Provided records START
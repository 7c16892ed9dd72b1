//! The `discover` subcommand: one full discovery pass from the terminal,
//! recorded as a run row exactly like API- and scheduler-triggered passes.

use std::collections::HashSet;

use chrono::Utc;
use trendscout_core::{AppConfig, Platform, PostIdentity};
use trendscout_db::RunCounts;
use trendscout_sources::{
    collect_posts, shared, CollectedPosts, RateBudgetConfig, RateBudgetTracker, SourceReport,
    SourceSet, SourceStatus,
};
use trendscout_trends::{analyze_posts, discovery_gate, InsightClient, KeywordClassifier};

pub(crate) async fn run_discover(
    pool: &sqlx::PgPool,
    config: &AppConfig,
    source_names: &[String],
    max_posts: Option<usize>,
    dry_run: bool,
) -> anyhow::Result<()> {
    let filter = parse_source_filter(source_names)?;
    let now = Utc::now();

    let budget = shared(RateBudgetTracker::new(RateBudgetConfig::standard(), now));
    let mut sources = SourceSet::from_app_config(config, &budget)?;
    if let Some(wanted) = &filter {
        if !wanted.contains(&Platform::Reddit) {
            sources.reddit = None;
        }
        if !wanted.contains(&Platform::X) {
            sources.x = None;
        }
    }
    let max_posts = max_posts.unwrap_or(config.max_posts_per_source);

    let last_success = trendscout_db::latest_successful_run(pool).await?;
    let gate = discovery_gate(last_success, now, config.min_discovery_interval_mins);

    if dry_run {
        println!("discovery plan (dry run)");
        println!("  sources:          {}", describe_sources(&sources));
        println!("  max posts/source: {max_posts}");
        match gate {
            Some(wait) => println!(
                "  interval gate:    deferred, retry in {}s",
                wait.num_seconds().max(1)
            ),
            None => println!("  interval gate:    clear"),
        }
        return Ok(());
    }

    if let Some(wait) = gate {
        println!(
            "discovery deferred; minimum interval not elapsed, retry in {}s",
            wait.num_seconds().max(1)
        );
        return Ok(());
    }

    if sources.is_empty() {
        anyhow::bail!(
            "no sources configured; set REDDIT_CLIENT_ID/REDDIT_CLIENT_SECRET or X_BEARER_TOKEN"
        );
    }

    let run = trendscout_db::create_discovery_run(pool, "cli").await?;
    trendscout_db::start_discovery_run(pool, run.id).await?;

    let collected = collect_posts(&sources, max_posts).await;
    print_reports(&collected.reports);

    let fetched: usize = collected.reports.iter().map(|r| r.fetched).sum();
    let reports_json = serde_json::to_value(&collected.reports)
        .unwrap_or_else(|_| serde_json::Value::Array(Vec::new()));

    if let Some(message) = all_sources_failed(&collected) {
        trendscout_db::fail_discovery_run(pool, run.id, &message).await?;
        let active: Vec<&SourceReport> = collected
            .reports
            .iter()
            .filter(|r| r.status != SourceStatus::Skipped)
            .collect();
        if active
            .iter()
            .all(|r| r.status == SourceStatus::QuotaExhausted)
        {
            match active.iter().filter_map(|r| r.reset_at).min() {
                Some(at) => println!(
                    "\ndiscovery deferred; provider quotas exhausted until {}",
                    at.format("%Y-%m-%d %H:%M UTC")
                ),
                None => println!("\ndiscovery deferred; provider quotas exhausted"),
            }
            return Ok(());
        }
        anyhow::bail!("{message}");
    }

    let stats = match persist_pass(pool, config, collected.posts, now).await {
        Ok(stats) => stats,
        Err(err) => {
            fail_run_best_effort(pool, run.id, &format!("{err:#}")).await;
            return Err(err);
        }
    };

    let counts = RunCounts {
        posts_fetched: to_count(fetched),
        new_posts: to_count(stats.new_posts),
        trends_created: to_count(stats.trends_created),
    };
    if let Err(err) =
        trendscout_db::complete_discovery_run(pool, run.id, counts, &reports_json).await
    {
        fail_run_best_effort(pool, run.id, &format!("{err:#}")).await;
        return Err(err.into());
    }

    println!();
    println!("discovery run {} succeeded", run.public_id);
    println!("  posts fetched:  {fetched}");
    println!("  persisted:      {}", stats.persisted);
    println!("  new posts:      {}", stats.new_posts);
    println!("  rejected:       {}", stats.rejected);
    println!("  duplicates:     {}", stats.duplicates);
    println!("  trend analyses: {}", stats.analyses);
    println!("  suggestions:    {}", stats.suggestions);

    Ok(())
}

struct PassStats {
    persisted: usize,
    new_posts: usize,
    rejected: usize,
    duplicates: usize,
    analyses: usize,
    suggestions: usize,
    trends_created: usize,
}

async fn persist_pass(
    pool: &sqlx::PgPool,
    config: &AppConfig,
    posts: Vec<trendscout_core::Post>,
    now: chrono::DateTime<Utc>,
) -> anyhow::Result<PassStats> {
    let mut known: HashSet<PostIdentity> = HashSet::new();
    for platform in Platform::all() {
        let ids: Vec<String> = posts
            .iter()
            .filter(|p| p.platform == *platform)
            .map(|p| p.source_post_id.clone())
            .collect();
        for source_post_id in trendscout_db::known_post_ids(pool, *platform, &ids).await? {
            known.insert(PostIdentity {
                platform: *platform,
                source_post_id,
            });
        }
    }

    let insight = build_insight_client(config);
    let outcome = analyze_posts(posts, &known, &KeywordClassifier, insight.as_ref(), now).await;

    let persisted = trendscout_db::upsert_posts(pool, &outcome.posts).await?;
    let trends_created = trendscout_db::insert_trend_analyses(pool, &outcome.analyses).await?;

    Ok(PassStats {
        persisted,
        new_posts: outcome.new_posts,
        rejected: outcome.rejected,
        duplicates: outcome.duplicates,
        analyses: outcome.analyses.len(),
        suggestions: outcome.suggestion_count,
        trends_created,
    })
}

/// `Some(message)` when nothing was fetched and every configured source
/// failed. One healthy source with zero posts is a legitimate empty pass.
fn all_sources_failed(collected: &CollectedPosts) -> Option<String> {
    if !collected.posts.is_empty() {
        return None;
    }
    let active: Vec<&SourceReport> = collected
        .reports
        .iter()
        .filter(|r| r.status != SourceStatus::Skipped)
        .collect();
    if active.is_empty() || active.iter().any(|r| r.status == SourceStatus::Ok) {
        return None;
    }

    let detail = active
        .iter()
        .map(|r| {
            format!(
                "{}: {}",
                r.platform.as_str(),
                r.detail.as_deref().unwrap_or("no detail")
            )
        })
        .collect::<Vec<_>>()
        .join("; ");
    Some(format!("all sources failed: {detail}"))
}

fn parse_source_filter(names: &[String]) -> anyhow::Result<Option<Vec<Platform>>> {
    if names.is_empty() {
        return Ok(None);
    }

    let mut platforms = Vec::new();
    for name in names {
        let platform = name
            .parse::<Platform>()
            .map_err(|_| anyhow::anyhow!("unknown source '{name}'; expected reddit or x"))?;
        if !platforms.contains(&platform) {
            platforms.push(platform);
        }
    }
    Ok(Some(platforms))
}

fn describe_sources(sources: &SourceSet) -> String {
    let mut names = Vec::new();
    if sources.reddit.is_some() {
        names.push("reddit");
    }
    if sources.x.is_some() {
        names.push("x");
    }
    if names.is_empty() {
        "none configured".to_owned()
    } else {
        names.join(", ")
    }
}

fn print_reports(reports: &[SourceReport]) {
    println!("{:<10}{:<18}{:<10}DETAIL", "SOURCE", "STATUS", "FETCHED");
    for report in reports {
        println!(
            "{:<10}{:<18}{:<10}{}",
            report.platform.as_str(),
            status_label(report.status),
            report.fetched,
            report.detail.as_deref().unwrap_or("-")
        );
    }
}

fn status_label(status: SourceStatus) -> &'static str {
    match status {
        SourceStatus::Ok => "ok",
        SourceStatus::RateLimited => "rate-limited",
        SourceStatus::QuotaExhausted => "quota-exhausted",
        SourceStatus::AuthFailed => "auth-failed",
        SourceStatus::TransportFailed => "transport-failed",
        SourceStatus::Skipped => "skipped",
    }
}

fn build_insight_client(config: &AppConfig) -> Option<InsightClient> {
    let url = config.insight_service_url.as_deref()?;
    match InsightClient::new(url, config.insight_timeout_secs) {
        Ok(client) => Some(client),
        Err(err) => {
            tracing::warn!(error = %err, "insight client unavailable; using local summaries");
            None
        }
    }
}

async fn fail_run_best_effort(pool: &sqlx::PgPool, run_id: i64, message: &str) {
    if let Err(err) = trendscout_db::fail_discovery_run(pool, run_id, message).await {
        tracing::error!(run_id, error = %err, "could not mark discovery run failed");
    }
}

fn to_count(value: usize) -> i32 {
    i32::try_from(value).unwrap_or(i32::MAX)
}

#[cfg(test)]
mod tests {
    use super::*;

    fn report(status: SourceStatus, detail: &str) -> SourceReport {
        SourceReport {
            platform: Platform::Reddit,
            fetched: 0,
            status,
            detail: Some(detail.to_owned()),
            retry_after_secs: None,
            reset_at: None,
        }
    }

    #[test]
    fn source_filter_accepts_known_names_and_dedupes() {
        let names = vec!["reddit".to_owned(), "x".to_owned(), "reddit".to_owned()];
        let filter = parse_source_filter(&names).expect("known names");
        assert_eq!(filter, Some(vec![Platform::Reddit, Platform::X]));

        assert!(parse_source_filter(&["myspace".to_owned()]).is_err());
        assert_eq!(parse_source_filter(&[]).expect("empty is fine"), None);
    }

    #[test]
    fn an_ok_source_makes_an_empty_pass_legitimate() {
        let collected = CollectedPosts {
            posts: Vec::new(),
            reports: vec![
                report(SourceStatus::Ok, "-"),
                report(SourceStatus::TransportFailed, "timed out"),
            ],
        };
        assert!(all_sources_failed(&collected).is_none());
    }

    #[test]
    fn all_failed_message_names_each_source() {
        let mut second = report(SourceStatus::AuthFailed, "bad token");
        second.platform = Platform::X;
        let collected = CollectedPosts {
            posts: Vec::new(),
            reports: vec![report(SourceStatus::TransportFailed, "timed out"), second],
        };

        let message = all_sources_failed(&collected).expect("both sources failed");
        assert!(message.contains("reddit: timed out"), "{message}");
        assert!(message.contains("x: bad token"), "{message}");
    }
}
Provided records END
Work item: Count the lines above in which the string "Option" occurs. Give that number and nothing else.

Solution to this problem: 4